> **EXERCISE OBJECTIVE**: Count only the lines of the records that hold "InferenceError", then give the number without any other words.

> **TASK MATERIAL**:
☆ ☆ ☆ ☆ ☆
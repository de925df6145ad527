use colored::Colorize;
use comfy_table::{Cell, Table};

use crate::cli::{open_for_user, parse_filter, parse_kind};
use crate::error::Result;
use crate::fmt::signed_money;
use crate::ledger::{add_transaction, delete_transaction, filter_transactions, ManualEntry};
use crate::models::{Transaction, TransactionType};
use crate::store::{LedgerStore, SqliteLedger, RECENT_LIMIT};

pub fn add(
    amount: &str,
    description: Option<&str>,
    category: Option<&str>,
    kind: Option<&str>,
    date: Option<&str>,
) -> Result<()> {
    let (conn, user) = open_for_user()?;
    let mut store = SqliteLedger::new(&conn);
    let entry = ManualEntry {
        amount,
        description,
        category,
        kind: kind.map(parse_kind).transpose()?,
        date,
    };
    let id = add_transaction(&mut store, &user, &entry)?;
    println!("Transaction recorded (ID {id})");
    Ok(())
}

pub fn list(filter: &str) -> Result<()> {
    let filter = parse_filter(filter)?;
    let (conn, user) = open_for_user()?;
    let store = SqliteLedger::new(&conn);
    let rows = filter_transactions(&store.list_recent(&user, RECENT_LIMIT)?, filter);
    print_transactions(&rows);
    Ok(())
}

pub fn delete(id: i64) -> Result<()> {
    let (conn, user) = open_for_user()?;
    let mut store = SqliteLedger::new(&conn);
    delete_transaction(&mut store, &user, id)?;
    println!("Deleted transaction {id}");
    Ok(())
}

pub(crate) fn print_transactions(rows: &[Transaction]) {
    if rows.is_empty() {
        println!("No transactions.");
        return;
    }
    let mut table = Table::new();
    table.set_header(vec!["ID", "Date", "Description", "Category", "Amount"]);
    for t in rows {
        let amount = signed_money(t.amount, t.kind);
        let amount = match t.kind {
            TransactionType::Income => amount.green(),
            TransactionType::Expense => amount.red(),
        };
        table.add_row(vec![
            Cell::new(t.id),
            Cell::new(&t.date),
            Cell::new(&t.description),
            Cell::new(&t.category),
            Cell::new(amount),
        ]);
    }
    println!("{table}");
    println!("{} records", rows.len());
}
☆ ☆ ☆ ☆ ☆
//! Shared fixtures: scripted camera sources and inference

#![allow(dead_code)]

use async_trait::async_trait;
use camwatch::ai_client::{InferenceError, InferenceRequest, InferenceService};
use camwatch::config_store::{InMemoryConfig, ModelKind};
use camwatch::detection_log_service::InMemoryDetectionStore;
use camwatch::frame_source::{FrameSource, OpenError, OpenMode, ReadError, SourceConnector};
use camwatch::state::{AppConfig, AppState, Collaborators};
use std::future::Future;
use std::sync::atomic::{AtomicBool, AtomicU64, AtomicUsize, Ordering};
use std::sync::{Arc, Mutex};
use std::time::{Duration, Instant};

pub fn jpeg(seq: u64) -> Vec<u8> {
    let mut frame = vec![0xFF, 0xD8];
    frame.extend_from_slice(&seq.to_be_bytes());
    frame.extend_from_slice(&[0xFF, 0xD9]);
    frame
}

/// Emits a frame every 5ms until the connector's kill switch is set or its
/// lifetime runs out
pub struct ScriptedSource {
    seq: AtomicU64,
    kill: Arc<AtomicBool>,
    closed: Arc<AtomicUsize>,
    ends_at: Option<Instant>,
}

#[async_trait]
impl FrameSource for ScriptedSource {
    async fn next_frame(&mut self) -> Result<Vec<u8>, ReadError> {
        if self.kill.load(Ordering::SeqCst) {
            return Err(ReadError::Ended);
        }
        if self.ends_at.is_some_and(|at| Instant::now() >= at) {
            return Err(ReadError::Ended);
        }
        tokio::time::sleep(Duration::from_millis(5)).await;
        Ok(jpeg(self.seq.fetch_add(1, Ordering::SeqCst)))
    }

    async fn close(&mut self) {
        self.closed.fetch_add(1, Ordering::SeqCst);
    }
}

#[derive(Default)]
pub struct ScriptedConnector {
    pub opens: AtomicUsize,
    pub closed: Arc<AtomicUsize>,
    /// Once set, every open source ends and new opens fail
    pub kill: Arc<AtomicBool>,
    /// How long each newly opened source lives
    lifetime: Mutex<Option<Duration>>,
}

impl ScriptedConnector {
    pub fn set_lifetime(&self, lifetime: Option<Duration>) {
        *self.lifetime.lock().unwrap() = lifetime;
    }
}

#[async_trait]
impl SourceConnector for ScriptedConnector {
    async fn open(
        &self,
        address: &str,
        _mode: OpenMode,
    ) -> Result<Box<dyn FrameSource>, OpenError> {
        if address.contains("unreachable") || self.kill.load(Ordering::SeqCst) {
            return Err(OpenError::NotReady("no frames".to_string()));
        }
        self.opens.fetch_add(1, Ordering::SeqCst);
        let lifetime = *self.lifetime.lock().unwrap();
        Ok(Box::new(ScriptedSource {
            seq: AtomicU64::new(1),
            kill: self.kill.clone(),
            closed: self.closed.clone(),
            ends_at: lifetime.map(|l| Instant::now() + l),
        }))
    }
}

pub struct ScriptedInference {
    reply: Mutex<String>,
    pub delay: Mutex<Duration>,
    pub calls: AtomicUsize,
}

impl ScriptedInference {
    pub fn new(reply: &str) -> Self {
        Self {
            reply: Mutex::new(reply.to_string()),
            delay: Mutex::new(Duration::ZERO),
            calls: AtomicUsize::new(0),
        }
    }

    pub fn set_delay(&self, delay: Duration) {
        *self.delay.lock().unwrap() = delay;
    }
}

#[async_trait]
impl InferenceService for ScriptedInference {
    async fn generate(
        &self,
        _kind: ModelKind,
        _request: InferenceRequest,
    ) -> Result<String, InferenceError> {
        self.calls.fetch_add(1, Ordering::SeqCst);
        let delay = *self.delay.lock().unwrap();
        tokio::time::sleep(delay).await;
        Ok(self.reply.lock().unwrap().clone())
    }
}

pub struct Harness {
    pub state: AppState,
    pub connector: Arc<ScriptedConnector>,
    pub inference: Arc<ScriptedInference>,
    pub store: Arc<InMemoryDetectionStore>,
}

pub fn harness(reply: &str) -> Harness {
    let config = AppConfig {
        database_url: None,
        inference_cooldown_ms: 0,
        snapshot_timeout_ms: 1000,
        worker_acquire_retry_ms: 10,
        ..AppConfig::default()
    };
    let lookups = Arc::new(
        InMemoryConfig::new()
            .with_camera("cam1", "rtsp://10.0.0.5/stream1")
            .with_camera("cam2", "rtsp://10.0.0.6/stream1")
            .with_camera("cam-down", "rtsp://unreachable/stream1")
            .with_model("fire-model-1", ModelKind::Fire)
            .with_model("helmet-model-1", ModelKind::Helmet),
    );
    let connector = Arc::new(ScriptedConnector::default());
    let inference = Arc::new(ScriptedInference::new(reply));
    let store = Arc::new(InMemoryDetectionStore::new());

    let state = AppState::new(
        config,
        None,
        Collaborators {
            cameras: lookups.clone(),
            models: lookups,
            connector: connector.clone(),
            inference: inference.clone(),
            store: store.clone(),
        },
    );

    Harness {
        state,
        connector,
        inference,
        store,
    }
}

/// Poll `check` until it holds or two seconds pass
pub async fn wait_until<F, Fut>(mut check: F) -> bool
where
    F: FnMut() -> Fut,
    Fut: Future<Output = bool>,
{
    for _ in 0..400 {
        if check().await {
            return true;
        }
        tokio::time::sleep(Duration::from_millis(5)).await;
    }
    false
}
☆ ☆ ☆ ☆ ☆
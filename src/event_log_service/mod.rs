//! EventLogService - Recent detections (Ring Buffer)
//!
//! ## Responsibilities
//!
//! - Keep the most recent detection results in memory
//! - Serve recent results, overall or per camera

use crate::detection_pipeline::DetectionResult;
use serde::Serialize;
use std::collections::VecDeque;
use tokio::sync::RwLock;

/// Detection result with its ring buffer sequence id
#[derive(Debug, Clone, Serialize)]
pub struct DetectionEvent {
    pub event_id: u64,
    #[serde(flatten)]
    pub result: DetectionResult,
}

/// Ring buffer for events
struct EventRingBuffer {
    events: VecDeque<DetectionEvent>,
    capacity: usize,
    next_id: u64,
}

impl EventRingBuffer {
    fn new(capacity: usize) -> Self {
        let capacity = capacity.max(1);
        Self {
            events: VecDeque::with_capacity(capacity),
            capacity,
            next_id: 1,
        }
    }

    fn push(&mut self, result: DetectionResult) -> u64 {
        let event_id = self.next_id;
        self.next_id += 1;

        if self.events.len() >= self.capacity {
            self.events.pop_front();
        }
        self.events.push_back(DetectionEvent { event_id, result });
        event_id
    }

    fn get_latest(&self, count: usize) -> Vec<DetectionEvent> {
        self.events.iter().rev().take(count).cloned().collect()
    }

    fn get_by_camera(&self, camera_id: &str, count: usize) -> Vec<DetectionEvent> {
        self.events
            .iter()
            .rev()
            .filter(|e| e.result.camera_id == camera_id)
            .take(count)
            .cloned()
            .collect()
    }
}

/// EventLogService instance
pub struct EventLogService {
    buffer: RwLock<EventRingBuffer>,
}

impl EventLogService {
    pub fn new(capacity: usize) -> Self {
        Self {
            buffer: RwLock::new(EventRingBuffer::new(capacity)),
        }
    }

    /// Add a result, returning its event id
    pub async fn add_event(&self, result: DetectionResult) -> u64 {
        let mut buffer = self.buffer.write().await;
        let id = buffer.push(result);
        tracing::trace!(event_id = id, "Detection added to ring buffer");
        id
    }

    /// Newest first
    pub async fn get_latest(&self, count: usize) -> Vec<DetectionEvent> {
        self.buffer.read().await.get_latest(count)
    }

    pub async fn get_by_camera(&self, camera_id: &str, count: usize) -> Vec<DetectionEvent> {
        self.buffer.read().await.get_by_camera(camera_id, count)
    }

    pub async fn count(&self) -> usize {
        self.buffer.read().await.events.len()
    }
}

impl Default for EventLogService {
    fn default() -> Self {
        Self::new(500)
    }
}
☆ ☆ ☆ ☆ ☆
> **EXERCISE ANSWER**: 2